Hi there,A HEX editor? :-) Finding out what the developers at MySQL AB like to drink and sending them a few megalitres of it? :-)
I would try to sum it up like this:
1. Discs work best when used as purely sequential devices.
2. Inserting those BLOBs takes up space somewhere. Strictly speaking, on
the disc they may very well be in between certain rows.
Good points - I guess there is no way for the database to control where on the file system the data ends up. I wonder if using a raw parition for the database under InnoDB would fix this? I guess that would give the storage engine the opportunity to put the BLOB data in a heap at one end of a disk while keeping the table data together at the other, although this sounds like a lot of work for the storage engine.
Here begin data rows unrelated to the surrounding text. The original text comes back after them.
#[test]
fn toolroom_master_from_half_tells_a_story() {
    let mut state = GameState::default();
    state.tool_conditions.insert(ToolId::TorqueWrench, 40.0);

    let next = run_with(&state, "ASK_TOOLROOM_MASTER", &Value::Null, &[0.5]);
    assert_eq!(next.tool_condition(ToolId::TorqueWrench), 40.0);
    assert_eq!(next.resources.experience, 40.0);
    assert_eq!(next.hf_stats.toolroom_master_cooldown, 300_000.0);
}

#[test]
fn toolroom_master_refuses_during_the_cooldown() {
    let mut state = GameState::default();
    state.tool_conditions.insert(ToolId::TorqueWrench, 40.0);
    state.hf_stats.toolroom_master_cooldown = 1_000.0;

    let next = run_with(&state, "ASK_TOOLROOM_MASTER", &Value::Null, &[0.0]);
    assert_eq!(next.tool_condition(ToolId::TorqueWrench), 40.0);
    assert_eq!(next.resources.experience, 0.0);
    assert_eq!(next.hf_stats.toolroom_master_cooldown, 1_000.0);
    assert_eq!(next.resources.focus, 100.0);
    assert_eq!(next.logs[0].log_type, LogType::Error);
}

#[test]
fn selling_scrap_clears_the_pile() {
    let mut state = GameState::default();
    state.resources.scrap_metal = 15.0;
    let next = run(&state, "SELL_SCRAP");
    assert_eq!(next.resources.scrap_metal, 0.0);
    assert_eq!(next.resources.credits, 80.0);

    state.resources.scrap_metal = 9.0;
    let short = run(&state, "SELL_SCRAP");
    assert_eq!(short.resources.scrap_metal, 9.0);
    assert_eq!(short.resources.credits, 50.0);
    assert_eq!(short.logs[0].log_type, LogType::Error);
}

#[test]
fn scavenging_below_point_two_finds_a_pc_part() {
    let state = GameState::default();
    let payload = json!({ "spot": "bin_dive" });

    let lucky = run_with(&state, "SCAVENGE", &payload, &[0.19]);
    assert_eq!(lucky.inventory.pc_parts, 1);
    assert_eq!(lucky.resources.alclad, 3.0);
    assert_eq!(lucky.resources.experience, 5.0);
    assert_eq!(lucky.resources.suspicion, 1.0);
    assert_eq!(lucky.resources.focus, 92.0);

    let plain = run_with(&state, "SCAVENGE", &payload, &[0.2]);
    assert_eq!(plain.inventory.pc_parts, 0);
    assert_eq!(plain.resources.alclad, 3.0);
}

// ---------------------------------------------------------------------------
// Personal
// ---------------------------------------------------------------------------

#[test]
fn janitor_below_point_three_hands_over_a_card() {
    let mut state = GameState::default();
    state.flags.janitor_present = true;

    let next = run_with(&state, "TALK_TO_JANITOR", &Value::Null, &[0.29]);
    assert_eq!(next.resources.kardex_fragments, 1.0);
    assert_eq!(next.resources.sanity, 100.0);
    assert!(next.flags.has_met_the_janitor);
    assert!(!next.flags.janitor_present);
    assert_eq!(next.resources.focus, 95.0);
}

#[test]
fn janitor_between_point_three_and_point_seven_is_good_company() {
    let mut state = GameState::default();
    state.flags.janitor_present = true;
    state.resources.sanity = 50.0;
    for draw in [0.3, 0.69] {
        let next = run_with(&state, "TALK_TO_JANITOR", &Value::Null, &[draw]);
        assert_eq!(next.resources.sanity, 60.0);
        assert_eq!(next.resources.kardex_fragments, 0.0);
    }
}

#[test]
fn janitor_from_point_seven_stares() {
    let mut state = GameState::default();
    state.flags.janitor_present = true;
    state.resources.sanity = 50.0;
    let next = run_with(&state, "TALK_TO_JANITOR", &Value::Null, &[0.7]);
    assert_eq!(next.resources.sanity, 45.0);
}

#[test]
fn janitor_must_be_present() {
    let state = GameState::default();
    let next = run_with(&state, "TALK_TO_JANITOR", &Value::Null, &[0.0]);
    assert!(!next.flags.has_met_the_janitor);
    assert_eq!(next.resources.kardex_fragments, 0.0);
    assert_eq!(next.resources.focus, 100.0);
}

#[test]
fn pills_raise_the_sanity_shield() {
    let mut state = GameState::default();
    state.inventory.pills = 2;
    state.resources.sanity = 60.0;

    let next = run(&state, "TAKE_PILLS");
    assert_eq!(next.inventory.pills, 1);
    assert_eq!(next.hf_stats.sanity_shield_timer, 60_000.0);
    assert_eq!(next.resources.sanity, 65.0);

    state.inventory.pills = 0;
    let empty = run(&state, "TAKE_PILLS");
    assert_eq!(empty.hf_stats.sanity_shield_timer, 0.0);
    assert_eq!(empty.resources.sanity, 60.0);
    assert_eq!(empty.logs[0].log_type, LogType::Error);
}
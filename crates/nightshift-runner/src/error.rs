//! Error types for the headless runner.

use nightshift_save::{SaveError, TransferError};

use crate::config::ConfigError;

/// Errors that can occur while running a session.
#[derive(Debug, thiserror::Error)]
pub enum RunnerError {
    /// Configuration is invalid or unreadable.
    #[error("config error: {0}")]
    Config(#[from] ConfigError),

    /// Writing the save slot failed.
    #[error("save error: {0}")]
    Save(#[from] SaveError),

    /// Building a transfer string failed.
    #[error("transfer error: {0}")]
    Transfer(#[from] TransferError),

    /// A command line could not be understood.
    #[error("bad command: {0}")]
    Command(String),
}
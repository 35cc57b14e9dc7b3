//! Location-driven effects: the environmental profile, PPE advisories,
//! location risk, and slow wear on parts and precision tools.

use nightshift_types::{EventCategory, GameState, LocationId, Notification, NotificationVariant, ToolId};

use super::{may_spawn, request_event, roll_rate};
use crate::context::TickContext;
use crate::locations::{self, Ppe, TEMPERATURE_EASE_PER_SEC};

/// Chance per tick that a due advisory check actually runs.
pub const ADVISORY_SAMPLE_CHANCE: f64 = 0.05;
/// Minimum gap between advisory checks.
pub const ADVISORY_COOLDOWN_MS: i64 = 60_000;
/// Backshop suspicion gained per second.
pub const BACKSHOP_SUSPICION_PER_SEC: f64 = 0.03;
/// Suspicion floor for the backshop spot check.
pub const BACKSHOP_AUDIT_FLOOR: f64 = 40.0;
/// Backshop spot-check rate per second.
pub const BACKSHOP_AUDIT_PER_SEC: f64 = 0.0004;
/// Archive whisper rate per second.
pub const ARCHIVE_ELDRITCH_PER_SEC: f64 = 0.0008;
/// Rotable condition lost per second.
pub const ROTABLE_DECAY_PER_SEC: f64 = 0.01;
/// Precision tool condition lost per second.
pub const PRECISION_TOOL_DECAY_PER_SEC: f64 = 0.005;

/// Step 1.
pub fn apply_environment(state: &mut GameState, secs: f64, location: LocationId) {
    let profile = locations::profile(location);
    let noise = profile.noise.effects();
    state.hf_stats.noise_exposure = noise.exposure_db;

    state.resources.add_suspicion(noise.suspicion_per_sec * secs);
    let dampen = if profile.noise.is_loud() && state.inventory.has_ear_defenders {
        0.5
    } else {
        1.0
    };
    state.hf_stats.add_social_stress(noise.stress_per_sec * dampen * secs);
    state.resources.add_focus(-noise.focus_drain_per_sec * dampen * secs);

    if !state.flags.venom_surge_active {
        state.hf_stats.add_fatigue(profile.fatigue.per_sec() * secs);
    }

    state.hf_stats.temperature = locations::ease_toward(
        state.hf_stats.temperature,
        profile.target_temp,
        TEMPERATURE_EASE_PER_SEC * secs,
    );
}

/// Step 3. Sampled, then throttled by `stats.lastAdvisoryAt`.
pub fn check_advisory(state: &mut GameState, ctx: &mut TickContext<'_>, location: LocationId) {
    if ctx.now_ms - state.stats.last_advisory_at < ADVISORY_COOLDOWN_MS {
        return;
    }
    if !ctx.rng.chance(ADVISORY_SAMPLE_CHANCE) {
        return;
    }
    state.stats.last_advisory_at = ctx.now_ms;

    let missing = locations::missing_ppe(location, &state.inventory);
    if missing.is_empty() {
        return;
    }
    let items: Vec<&str> = missing.into_iter().map(Ppe::label).collect();
    state.enqueue_notification(Notification::new(
        format!("advisory-{location}"),
        "Safety advisory",
        Some(format!("Required here: {}.", items.join(", "))),
        NotificationVariant::Warning,
    ));
}

/// Step 4.
pub fn apply_location_risk(
    state: &mut GameState,
    secs: f64,
    ctx: &mut TickContext<'_>,
    location: LocationId,
) {
    match location {
        LocationId::Backshop => {
            state.resources.add_suspicion(BACKSHOP_SUSPICION_PER_SEC * secs);
            if state.resources.suspicion >= BACKSHOP_AUDIT_FLOOR
                && may_spawn(state, EventCategory::Audit)
                && roll_rate(ctx, BACKSHOP_AUDIT_PER_SEC, secs)
            {
                request_event(ctx, EventCategory::Audit, Some("BACKSHOP_SPOT_CHECK"));
            }
        }
        LocationId::Archive => {
            if may_spawn(state, EventCategory::EldritchManifestation)
                && roll_rate(ctx, ARCHIVE_ELDRITCH_PER_SEC, secs)
            {
                request_event(
                    ctx,
                    EventCategory::EldritchManifestation,
                    Some("ARCHIVE_WHISPERS"),
                );
            }
        }
        _ => {}
    }
}

/// Step 5. Both floors are zero.
pub fn apply_degradation(state: &mut GameState, secs: f64) {
    let rotable_loss = ROTABLE_DECAY_PER_SEC * secs;
    for rotable in &mut state.rotables {
        rotable.condition = (rotable.condition - rotable_loss).max(0.0);
    }

    let tool_loss = PRECISION_TOOL_DECAY_PER_SEC * secs;
    for tool in ToolId::PRECISION {
        if !state.tool_serviceable(tool) {
            continue;
        }
        if let Some(condition) = state.tool_conditions.get_mut(&tool) {
            *condition = (*condition - tool_loss).max(0.0);
        }
    }
}

#[cfg(test)]
#[allow(clippy::float_cmp)]
mod tests {
    use super::*;

    #[test]
    fn office_is_quiet_and_visible() {
        let mut state = GameState::default();
        apply_environment(&mut state, 100.0, LocationId::Office);
        assert_eq!(state.hf_stats.noise_exposure, 35.0);
        assert!(state.resources.suspicion > 0.0);
        assert_eq!(state.resources.focus, 100.0);
    }

    #[test]
    fn ear_defenders_halve_the_apron() {
        let mut bare = GameState::default();
        bare.resources.focus = 50.0;
        let mut muffled = bare.clone();
        muffled.inventory.has_ear_defenders = true;

        apply_environment(&mut bare, 10.0, LocationId::Apron);
        apply_environment(&mut muffled, 10.0, LocationId::Apron);

        let bare_loss = 50.0 - bare.resources.focus;
        let muffled_loss = 50.0 - muffled.resources.focus;
        assert!(muffled_loss < bare_loss);
        assert!(muffled_loss > 0.0);
    }

    #[test]
    fn venom_surge_suppresses_fatigue() {
        let mut state = GameState::default();
        state.flags.venom_surge_active = true;
        apply_environment(&mut state, 60.0, LocationId::Apron);
        assert_eq!(state.hf_stats.fatigue, 0.0);
    }

    #[test]
    fn temperature_snaps_onto_target() {
        let mut state = GameState::default();
        state.hf_stats.temperature = 21.99;
        apply_environment(&mut state, 1.0, LocationId::Office);
        assert_eq!(state.hf_stats.temperature, 22.0);
    }

    #[test]
    fn unowned_precision_tools_do_not_decay() {
        let mut state = GameState::default();
        state.tool_conditions.insert(ToolId::Borescope, 50.0);
        apply_degradation(&mut state, 100.0);
        assert_eq!(state.tool_condition(ToolId::Borescope), 50.0);
        assert_eq!(state.tool_condition(ToolId::TorqueWrench), 100.0);

        state.inventory.has_borescope = true;
        apply_degradation(&mut state, 100.0);
        assert!(state.tool_condition(ToolId::Borescope) < 50.0);
    }
}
What would be good would be a tool to show how 'fragmented' a database table is on disk?
In all seriousness, you haven't got a great many options (although I could be completely wrong, in which case some kind person on this list will enlighten / flame me), but using OPTIMIZE TABLE on MyISAM tables and ALTER TABLE TYPE = InnoDB on InnoDB tables will defrag your table for you, possibly helping matters. In each case, the table has a SHARE MODE lock set (read only), copies all existing rows to a new table such that they are positioned optimally, drops the old table and renames the new table to the original name.
InnoDB looks at tablespace files and raw partitions in the same way and manages space within them in a method related to that used by the Berkeley Fast File System. The only advantage of raw partition usage is bypassing filesystem logic which is very beneficial on some OSes (not Linux or any of the BSDs to my knowledge though - their FS layers are damned quick!).
If you're doing INSERTs in AUTO_COMMIT mode, then InnoDB will have no choice but to put the BLOBs where it can. It *might* have some more options to play with if you wrap a few INSERTs in a transaction block.3. As you may need to read over them, the disc has to seek much further
and depending on the way BLOBs are placed inside the tablespace, seeking
may be all over the place.
Another good point. It maybe that by creating the 'filemetadata' table in
one go I've just ensured that most of the columns are linear on the disc.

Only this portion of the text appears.